▶ [WORK TO BE COMPLETED] Search the entries below for "base", and copy each line where it appears.

== RECORDS FOR THE EXERCISE

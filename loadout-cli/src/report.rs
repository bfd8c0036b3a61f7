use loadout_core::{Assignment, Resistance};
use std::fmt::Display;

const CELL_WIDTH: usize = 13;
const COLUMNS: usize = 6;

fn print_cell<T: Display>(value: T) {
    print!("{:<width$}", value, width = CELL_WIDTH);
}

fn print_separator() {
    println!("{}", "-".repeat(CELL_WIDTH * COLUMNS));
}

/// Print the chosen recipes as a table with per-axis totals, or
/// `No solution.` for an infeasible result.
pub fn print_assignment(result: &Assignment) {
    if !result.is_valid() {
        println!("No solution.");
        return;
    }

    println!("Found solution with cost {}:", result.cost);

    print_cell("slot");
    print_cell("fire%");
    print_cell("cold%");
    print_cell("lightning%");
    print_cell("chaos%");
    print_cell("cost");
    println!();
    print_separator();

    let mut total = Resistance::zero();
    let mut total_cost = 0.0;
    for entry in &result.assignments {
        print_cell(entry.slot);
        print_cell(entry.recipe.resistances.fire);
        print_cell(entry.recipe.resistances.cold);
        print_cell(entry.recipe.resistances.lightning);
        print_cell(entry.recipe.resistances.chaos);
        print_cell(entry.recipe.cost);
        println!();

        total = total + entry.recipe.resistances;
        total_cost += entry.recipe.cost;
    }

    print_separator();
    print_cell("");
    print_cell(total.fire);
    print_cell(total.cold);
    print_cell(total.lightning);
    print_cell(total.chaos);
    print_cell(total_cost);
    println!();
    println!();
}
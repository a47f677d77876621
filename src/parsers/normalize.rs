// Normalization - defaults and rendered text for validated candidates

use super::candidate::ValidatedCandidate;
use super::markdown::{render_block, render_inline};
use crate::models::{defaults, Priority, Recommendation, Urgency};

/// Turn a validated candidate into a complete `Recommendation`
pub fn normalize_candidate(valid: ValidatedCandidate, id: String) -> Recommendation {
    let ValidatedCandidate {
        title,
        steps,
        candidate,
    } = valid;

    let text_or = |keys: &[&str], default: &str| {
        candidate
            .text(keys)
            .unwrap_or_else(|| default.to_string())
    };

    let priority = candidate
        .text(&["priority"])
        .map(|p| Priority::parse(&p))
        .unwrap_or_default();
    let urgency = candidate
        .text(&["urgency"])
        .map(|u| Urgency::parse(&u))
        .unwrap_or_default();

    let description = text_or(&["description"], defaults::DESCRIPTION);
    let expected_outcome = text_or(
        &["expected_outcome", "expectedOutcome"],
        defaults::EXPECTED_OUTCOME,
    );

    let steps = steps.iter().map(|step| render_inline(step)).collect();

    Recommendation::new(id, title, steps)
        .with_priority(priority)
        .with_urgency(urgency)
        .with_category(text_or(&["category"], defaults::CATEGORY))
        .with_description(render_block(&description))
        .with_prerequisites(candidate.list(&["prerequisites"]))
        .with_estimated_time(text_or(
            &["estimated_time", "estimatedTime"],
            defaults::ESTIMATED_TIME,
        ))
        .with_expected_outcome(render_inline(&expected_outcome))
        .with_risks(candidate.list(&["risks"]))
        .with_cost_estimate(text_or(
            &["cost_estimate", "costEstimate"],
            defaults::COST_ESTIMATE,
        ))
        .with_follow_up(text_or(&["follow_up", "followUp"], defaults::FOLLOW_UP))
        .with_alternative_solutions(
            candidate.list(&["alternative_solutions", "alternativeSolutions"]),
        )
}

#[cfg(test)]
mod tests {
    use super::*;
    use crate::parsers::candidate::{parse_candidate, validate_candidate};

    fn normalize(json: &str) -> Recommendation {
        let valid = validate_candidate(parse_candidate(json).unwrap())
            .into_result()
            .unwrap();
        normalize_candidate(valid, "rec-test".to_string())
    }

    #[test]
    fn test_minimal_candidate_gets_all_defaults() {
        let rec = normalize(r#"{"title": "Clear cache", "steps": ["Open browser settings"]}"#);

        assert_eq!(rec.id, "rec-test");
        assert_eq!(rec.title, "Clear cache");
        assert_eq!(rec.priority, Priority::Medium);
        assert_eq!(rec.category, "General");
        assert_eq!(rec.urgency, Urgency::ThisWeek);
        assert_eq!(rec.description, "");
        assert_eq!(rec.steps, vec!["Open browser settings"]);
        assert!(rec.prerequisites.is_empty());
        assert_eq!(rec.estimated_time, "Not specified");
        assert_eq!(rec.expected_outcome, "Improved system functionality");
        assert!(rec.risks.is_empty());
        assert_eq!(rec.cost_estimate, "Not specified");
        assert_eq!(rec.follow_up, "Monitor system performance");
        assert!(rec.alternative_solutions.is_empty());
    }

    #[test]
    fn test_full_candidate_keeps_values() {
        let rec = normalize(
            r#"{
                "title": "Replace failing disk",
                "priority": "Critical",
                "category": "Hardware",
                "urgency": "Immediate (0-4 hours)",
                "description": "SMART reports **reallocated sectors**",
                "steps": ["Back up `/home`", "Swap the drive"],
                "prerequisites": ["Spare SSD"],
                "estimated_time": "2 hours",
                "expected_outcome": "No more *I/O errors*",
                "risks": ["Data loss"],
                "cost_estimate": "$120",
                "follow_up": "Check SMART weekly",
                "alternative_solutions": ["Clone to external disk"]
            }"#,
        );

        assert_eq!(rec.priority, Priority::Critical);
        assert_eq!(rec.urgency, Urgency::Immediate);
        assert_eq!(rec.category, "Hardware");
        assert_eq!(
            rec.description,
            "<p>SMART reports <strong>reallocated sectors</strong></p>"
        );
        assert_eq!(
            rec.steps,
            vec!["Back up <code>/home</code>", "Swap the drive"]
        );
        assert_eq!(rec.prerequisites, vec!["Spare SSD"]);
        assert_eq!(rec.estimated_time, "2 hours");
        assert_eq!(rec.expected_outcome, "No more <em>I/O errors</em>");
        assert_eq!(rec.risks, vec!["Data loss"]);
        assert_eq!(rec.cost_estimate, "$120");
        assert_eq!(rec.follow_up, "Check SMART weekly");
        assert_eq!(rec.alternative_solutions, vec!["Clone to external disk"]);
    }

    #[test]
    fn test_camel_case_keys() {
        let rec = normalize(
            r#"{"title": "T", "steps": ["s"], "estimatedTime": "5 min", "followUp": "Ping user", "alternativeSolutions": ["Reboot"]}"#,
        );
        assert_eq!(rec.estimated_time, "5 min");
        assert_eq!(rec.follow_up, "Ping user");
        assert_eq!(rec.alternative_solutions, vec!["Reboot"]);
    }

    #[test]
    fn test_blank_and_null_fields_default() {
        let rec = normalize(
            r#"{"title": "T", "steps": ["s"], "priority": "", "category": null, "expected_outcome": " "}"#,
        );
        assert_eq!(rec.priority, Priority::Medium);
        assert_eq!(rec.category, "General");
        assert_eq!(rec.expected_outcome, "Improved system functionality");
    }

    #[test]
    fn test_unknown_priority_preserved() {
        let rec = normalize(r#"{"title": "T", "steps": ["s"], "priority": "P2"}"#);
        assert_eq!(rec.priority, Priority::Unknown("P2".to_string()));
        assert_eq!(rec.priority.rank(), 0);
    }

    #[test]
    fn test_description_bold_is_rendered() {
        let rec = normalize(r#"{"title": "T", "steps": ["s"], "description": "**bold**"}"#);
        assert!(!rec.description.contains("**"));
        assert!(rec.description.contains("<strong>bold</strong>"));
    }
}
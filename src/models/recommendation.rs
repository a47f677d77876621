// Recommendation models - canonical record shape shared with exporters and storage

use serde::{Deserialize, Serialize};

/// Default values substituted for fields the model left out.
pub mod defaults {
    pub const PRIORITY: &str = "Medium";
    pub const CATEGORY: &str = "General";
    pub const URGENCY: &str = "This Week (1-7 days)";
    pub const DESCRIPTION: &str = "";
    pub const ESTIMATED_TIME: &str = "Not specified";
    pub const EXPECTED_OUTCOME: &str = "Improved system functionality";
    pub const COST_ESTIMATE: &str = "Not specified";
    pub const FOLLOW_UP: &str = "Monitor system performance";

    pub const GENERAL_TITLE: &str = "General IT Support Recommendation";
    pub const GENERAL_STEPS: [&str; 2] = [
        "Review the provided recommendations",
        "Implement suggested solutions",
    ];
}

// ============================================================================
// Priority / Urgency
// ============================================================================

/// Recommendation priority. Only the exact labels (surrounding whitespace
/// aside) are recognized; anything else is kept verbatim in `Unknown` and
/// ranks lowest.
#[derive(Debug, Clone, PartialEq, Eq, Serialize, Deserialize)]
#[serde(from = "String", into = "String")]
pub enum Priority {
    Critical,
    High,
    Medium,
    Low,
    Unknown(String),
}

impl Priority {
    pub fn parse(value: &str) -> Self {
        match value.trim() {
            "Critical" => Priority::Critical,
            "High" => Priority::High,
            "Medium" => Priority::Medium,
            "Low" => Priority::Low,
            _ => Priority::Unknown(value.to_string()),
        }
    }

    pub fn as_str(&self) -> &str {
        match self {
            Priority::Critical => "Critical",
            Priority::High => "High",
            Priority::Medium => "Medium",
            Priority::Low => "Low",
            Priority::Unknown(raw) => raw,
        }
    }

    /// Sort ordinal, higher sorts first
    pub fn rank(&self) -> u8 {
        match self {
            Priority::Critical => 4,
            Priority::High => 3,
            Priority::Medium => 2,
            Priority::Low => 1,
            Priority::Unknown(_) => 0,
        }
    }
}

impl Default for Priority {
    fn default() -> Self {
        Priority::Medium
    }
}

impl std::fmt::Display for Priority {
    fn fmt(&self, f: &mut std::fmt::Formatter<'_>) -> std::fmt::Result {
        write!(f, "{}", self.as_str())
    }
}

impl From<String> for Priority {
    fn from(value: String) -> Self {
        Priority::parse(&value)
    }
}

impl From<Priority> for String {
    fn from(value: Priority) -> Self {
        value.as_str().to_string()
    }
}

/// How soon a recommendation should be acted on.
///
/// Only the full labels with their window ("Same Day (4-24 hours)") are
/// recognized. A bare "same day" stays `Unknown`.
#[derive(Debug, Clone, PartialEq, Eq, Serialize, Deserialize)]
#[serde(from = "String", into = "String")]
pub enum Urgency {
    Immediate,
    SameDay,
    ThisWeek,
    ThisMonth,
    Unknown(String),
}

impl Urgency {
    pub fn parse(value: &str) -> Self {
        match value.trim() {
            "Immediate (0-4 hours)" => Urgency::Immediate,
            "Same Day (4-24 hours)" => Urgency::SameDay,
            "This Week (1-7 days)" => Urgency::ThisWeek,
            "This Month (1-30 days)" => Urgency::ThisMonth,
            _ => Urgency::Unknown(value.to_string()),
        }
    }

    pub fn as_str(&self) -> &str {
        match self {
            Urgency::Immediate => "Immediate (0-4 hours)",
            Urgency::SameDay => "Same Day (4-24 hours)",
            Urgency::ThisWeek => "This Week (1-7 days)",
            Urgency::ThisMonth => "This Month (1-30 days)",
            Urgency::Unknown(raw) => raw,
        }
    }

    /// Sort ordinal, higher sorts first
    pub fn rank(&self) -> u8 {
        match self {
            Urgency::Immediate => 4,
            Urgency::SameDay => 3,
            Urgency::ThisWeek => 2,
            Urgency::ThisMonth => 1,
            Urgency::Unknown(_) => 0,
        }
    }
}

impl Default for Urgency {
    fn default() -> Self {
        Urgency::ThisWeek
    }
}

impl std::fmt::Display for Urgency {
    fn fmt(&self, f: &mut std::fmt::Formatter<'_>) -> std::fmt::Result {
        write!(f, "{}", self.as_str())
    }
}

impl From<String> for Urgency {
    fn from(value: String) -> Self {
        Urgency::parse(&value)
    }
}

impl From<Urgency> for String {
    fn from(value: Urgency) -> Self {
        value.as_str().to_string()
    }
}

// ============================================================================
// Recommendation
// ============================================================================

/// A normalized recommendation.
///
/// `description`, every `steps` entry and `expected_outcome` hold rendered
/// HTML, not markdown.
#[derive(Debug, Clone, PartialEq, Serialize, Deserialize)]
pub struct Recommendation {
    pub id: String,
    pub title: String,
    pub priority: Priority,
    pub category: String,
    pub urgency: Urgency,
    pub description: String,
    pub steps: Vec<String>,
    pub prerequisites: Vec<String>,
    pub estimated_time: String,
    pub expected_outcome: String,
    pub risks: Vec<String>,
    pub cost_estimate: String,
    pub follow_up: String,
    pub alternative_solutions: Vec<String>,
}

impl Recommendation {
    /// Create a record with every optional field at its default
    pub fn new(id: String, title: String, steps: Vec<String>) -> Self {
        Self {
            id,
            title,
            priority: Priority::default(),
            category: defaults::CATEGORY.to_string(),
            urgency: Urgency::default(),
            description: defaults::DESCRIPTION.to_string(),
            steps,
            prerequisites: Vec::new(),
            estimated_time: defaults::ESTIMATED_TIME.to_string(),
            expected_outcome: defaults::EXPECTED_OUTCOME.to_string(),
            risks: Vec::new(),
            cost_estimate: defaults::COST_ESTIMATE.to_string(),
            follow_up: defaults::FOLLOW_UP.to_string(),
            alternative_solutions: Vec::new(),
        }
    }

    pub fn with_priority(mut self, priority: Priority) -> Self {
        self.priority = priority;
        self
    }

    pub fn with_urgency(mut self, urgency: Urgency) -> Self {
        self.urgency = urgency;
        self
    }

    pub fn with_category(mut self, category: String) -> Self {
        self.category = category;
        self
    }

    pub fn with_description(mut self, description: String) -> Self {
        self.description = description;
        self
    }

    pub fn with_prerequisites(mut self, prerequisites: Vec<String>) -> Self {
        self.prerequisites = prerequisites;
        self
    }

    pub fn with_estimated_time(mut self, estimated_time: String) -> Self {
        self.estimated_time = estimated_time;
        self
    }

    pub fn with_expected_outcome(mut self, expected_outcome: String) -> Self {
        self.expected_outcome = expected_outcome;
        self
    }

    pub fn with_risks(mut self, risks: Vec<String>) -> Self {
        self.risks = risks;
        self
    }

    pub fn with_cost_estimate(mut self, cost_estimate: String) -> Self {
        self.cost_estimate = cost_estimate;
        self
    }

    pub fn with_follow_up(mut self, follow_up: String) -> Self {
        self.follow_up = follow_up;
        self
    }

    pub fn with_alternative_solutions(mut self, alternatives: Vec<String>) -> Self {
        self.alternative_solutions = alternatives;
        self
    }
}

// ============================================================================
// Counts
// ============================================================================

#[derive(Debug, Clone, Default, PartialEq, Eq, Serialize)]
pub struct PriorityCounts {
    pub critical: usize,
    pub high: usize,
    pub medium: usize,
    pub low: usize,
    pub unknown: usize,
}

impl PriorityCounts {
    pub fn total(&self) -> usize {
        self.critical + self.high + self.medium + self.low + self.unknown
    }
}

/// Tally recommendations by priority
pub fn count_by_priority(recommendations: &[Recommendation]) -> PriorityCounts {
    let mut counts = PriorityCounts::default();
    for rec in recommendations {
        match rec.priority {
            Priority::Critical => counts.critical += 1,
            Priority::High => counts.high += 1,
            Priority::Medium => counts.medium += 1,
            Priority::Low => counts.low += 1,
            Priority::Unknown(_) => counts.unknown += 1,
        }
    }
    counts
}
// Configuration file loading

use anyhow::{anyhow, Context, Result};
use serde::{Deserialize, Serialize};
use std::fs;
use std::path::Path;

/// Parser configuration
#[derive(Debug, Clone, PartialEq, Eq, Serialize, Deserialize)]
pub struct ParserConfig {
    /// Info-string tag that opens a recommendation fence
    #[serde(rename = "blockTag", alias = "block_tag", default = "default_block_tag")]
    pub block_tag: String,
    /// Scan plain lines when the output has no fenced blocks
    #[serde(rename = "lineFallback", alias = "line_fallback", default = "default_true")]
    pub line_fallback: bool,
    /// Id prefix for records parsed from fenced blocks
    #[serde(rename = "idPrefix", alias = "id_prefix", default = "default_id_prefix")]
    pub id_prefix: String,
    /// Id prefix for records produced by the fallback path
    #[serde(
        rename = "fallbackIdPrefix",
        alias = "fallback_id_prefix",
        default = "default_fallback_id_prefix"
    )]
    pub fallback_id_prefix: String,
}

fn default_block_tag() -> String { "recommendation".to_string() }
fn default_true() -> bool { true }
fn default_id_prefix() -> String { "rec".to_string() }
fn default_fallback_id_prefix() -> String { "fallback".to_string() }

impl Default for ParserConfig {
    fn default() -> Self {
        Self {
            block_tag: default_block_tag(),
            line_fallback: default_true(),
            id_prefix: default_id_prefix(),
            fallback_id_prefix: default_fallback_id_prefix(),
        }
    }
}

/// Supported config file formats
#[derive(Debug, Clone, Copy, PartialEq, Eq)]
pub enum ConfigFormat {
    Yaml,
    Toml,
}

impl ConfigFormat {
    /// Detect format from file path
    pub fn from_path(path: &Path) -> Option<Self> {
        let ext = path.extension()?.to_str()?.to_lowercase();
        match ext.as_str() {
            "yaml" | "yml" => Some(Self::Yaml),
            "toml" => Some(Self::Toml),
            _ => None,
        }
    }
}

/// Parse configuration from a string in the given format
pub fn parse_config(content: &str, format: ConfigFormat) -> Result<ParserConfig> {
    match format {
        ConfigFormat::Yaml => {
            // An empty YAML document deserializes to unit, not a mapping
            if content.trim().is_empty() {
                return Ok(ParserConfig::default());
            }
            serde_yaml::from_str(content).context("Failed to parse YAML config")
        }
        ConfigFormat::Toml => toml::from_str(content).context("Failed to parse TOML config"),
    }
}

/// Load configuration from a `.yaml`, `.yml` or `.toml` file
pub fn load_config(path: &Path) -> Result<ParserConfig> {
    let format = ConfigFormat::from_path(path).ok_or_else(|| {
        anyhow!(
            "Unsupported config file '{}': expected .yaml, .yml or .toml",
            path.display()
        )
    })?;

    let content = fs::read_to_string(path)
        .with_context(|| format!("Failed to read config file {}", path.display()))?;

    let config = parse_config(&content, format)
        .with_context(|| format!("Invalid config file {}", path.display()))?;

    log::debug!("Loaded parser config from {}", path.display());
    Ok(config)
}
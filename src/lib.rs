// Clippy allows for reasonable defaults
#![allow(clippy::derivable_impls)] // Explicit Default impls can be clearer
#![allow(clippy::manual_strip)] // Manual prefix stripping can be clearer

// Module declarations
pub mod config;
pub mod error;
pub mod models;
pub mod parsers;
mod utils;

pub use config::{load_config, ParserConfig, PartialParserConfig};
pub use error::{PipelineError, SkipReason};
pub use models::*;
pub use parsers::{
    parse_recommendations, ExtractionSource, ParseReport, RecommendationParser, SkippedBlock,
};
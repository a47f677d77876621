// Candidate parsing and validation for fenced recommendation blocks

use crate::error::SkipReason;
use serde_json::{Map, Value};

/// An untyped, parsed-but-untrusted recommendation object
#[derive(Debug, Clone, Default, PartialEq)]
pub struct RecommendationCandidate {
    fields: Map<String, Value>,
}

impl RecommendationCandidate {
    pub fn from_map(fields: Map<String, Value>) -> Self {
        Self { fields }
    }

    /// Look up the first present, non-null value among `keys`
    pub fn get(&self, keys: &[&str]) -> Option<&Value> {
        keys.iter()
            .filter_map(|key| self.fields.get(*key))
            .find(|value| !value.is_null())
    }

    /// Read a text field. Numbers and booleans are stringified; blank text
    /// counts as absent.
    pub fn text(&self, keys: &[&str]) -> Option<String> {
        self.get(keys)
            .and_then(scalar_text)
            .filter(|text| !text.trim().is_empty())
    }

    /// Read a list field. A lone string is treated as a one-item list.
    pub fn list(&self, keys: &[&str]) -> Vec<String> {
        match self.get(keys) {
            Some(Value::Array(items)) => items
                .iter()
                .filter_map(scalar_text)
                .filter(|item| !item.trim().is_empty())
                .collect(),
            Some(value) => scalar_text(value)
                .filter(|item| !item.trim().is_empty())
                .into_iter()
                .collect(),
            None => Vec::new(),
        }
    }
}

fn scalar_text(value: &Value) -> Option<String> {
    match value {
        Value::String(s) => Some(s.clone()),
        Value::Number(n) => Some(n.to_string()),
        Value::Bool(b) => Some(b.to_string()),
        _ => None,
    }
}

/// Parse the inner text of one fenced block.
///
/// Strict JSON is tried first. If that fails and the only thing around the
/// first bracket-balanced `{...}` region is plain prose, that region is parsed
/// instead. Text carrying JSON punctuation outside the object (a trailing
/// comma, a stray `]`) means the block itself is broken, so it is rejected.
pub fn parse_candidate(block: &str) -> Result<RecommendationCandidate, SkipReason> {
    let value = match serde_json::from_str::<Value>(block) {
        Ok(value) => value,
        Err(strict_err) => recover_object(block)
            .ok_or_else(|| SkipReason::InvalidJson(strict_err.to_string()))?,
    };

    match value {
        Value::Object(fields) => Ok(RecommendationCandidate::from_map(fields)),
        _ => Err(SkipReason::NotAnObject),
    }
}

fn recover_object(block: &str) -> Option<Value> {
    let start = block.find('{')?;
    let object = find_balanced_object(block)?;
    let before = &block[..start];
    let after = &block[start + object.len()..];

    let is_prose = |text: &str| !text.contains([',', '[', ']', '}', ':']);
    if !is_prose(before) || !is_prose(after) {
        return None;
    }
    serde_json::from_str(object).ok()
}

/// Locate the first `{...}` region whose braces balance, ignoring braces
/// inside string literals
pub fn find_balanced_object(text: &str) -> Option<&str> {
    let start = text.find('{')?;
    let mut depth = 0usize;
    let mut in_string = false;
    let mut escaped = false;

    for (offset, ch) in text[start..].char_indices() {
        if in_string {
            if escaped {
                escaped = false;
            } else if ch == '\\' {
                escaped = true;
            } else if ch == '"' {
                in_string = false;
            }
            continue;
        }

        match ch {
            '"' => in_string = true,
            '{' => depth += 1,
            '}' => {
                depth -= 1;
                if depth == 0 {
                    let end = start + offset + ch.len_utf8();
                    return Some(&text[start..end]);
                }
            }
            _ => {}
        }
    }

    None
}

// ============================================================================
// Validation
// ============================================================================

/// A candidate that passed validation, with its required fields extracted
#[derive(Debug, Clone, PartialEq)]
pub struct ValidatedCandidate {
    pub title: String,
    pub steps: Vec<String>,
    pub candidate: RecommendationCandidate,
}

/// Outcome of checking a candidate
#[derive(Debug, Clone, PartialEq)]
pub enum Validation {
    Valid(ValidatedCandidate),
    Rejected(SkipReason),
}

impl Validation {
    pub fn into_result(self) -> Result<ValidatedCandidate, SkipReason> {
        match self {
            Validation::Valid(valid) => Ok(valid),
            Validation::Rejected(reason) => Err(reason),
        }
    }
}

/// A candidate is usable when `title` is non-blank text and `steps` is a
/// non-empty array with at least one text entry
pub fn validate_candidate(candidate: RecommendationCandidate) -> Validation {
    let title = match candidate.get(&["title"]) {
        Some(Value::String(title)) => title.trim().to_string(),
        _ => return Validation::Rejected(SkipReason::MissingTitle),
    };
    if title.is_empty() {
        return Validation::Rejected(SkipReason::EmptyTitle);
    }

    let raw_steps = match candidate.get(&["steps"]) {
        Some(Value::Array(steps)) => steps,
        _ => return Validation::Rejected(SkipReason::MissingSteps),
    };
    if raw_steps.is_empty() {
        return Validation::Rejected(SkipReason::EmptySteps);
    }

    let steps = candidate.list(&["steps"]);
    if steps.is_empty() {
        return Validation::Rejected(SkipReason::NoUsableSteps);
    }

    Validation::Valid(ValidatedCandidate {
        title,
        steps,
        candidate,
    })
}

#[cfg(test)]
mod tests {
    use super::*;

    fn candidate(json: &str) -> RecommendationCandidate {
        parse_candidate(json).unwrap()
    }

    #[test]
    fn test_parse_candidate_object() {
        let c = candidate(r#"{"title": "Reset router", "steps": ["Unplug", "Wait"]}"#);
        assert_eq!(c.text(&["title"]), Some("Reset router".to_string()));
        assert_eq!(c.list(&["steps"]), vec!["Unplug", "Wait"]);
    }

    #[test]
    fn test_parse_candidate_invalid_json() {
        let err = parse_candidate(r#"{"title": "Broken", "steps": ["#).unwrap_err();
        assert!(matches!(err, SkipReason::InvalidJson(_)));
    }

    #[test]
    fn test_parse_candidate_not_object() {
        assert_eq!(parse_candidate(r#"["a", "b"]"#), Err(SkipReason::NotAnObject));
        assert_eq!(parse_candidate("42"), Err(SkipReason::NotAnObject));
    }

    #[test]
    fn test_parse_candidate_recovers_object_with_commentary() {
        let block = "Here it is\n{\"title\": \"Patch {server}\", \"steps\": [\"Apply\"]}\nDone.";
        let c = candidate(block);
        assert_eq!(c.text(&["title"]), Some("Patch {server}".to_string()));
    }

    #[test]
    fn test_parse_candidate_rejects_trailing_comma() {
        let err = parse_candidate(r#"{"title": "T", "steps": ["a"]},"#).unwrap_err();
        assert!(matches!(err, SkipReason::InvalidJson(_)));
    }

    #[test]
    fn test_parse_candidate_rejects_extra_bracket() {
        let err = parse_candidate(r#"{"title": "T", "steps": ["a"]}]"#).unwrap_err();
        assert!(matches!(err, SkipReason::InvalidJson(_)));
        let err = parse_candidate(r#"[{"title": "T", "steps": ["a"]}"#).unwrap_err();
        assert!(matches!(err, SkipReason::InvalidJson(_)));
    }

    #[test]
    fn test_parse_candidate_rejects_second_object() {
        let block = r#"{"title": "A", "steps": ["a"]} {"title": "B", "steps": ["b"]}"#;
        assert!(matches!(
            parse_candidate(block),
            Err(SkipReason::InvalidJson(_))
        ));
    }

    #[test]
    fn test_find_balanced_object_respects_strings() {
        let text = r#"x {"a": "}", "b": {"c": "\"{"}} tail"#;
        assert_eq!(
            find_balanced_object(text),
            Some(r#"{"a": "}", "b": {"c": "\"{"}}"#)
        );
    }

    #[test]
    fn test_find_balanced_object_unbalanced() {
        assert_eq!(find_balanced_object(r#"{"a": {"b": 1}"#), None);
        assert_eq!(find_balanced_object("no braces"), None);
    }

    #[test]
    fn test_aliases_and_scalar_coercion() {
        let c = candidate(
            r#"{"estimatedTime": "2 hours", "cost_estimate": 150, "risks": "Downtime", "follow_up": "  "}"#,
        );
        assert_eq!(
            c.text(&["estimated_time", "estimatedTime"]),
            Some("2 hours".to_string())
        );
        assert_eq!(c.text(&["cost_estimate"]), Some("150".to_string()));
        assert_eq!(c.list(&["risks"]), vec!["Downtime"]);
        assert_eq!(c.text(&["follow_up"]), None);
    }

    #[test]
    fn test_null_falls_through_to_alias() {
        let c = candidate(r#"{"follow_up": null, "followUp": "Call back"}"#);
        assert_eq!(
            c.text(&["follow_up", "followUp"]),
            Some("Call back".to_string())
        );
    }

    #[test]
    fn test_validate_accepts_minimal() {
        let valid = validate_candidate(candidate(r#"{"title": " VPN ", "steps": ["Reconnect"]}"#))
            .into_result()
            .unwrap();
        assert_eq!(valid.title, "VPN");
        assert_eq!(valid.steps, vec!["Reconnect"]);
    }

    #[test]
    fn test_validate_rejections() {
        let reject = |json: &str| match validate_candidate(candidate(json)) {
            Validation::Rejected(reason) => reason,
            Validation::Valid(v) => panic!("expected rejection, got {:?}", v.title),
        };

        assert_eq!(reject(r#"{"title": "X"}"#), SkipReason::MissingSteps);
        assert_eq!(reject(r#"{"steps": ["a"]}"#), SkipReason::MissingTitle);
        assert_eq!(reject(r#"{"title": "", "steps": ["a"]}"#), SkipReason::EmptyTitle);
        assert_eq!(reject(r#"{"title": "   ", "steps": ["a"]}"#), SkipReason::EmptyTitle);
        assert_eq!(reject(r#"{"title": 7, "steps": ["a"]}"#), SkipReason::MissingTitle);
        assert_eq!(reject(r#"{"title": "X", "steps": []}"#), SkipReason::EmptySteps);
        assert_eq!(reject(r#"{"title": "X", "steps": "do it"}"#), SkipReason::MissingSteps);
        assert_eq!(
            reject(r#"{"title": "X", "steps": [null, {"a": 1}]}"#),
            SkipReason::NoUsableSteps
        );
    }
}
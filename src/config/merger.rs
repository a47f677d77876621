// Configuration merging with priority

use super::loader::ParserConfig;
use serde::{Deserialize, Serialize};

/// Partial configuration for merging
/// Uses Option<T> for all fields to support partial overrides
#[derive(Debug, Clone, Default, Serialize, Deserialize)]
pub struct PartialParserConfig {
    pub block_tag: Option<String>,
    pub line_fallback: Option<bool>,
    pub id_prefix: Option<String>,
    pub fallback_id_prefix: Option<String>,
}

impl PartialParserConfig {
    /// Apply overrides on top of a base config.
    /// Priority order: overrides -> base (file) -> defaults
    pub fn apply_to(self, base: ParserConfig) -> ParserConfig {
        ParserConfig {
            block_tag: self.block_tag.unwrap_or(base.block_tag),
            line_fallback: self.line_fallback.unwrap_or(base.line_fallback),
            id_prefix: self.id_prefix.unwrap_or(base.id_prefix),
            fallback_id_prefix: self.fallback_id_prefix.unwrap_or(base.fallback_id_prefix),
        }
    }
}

====

▶ [WRITTEN SOLUTION]
    /// Apply overrides on top of a base config.
    /// Priority order: overrides -> base (file) -> defaults
    pub fn apply_to(self, base: ParserConfig) -> ParserConfig {
            block_tag: self.block_tag.unwrap_or(base.block_tag),
            line_fallback: self.line_fallback.unwrap_or(base.line_fallback),
            id_prefix: self.id_prefix.unwrap_or(base.id_prefix),
            fallback_id_prefix: self.fallback_id_prefix.unwrap_or(base.fallback_id_prefix),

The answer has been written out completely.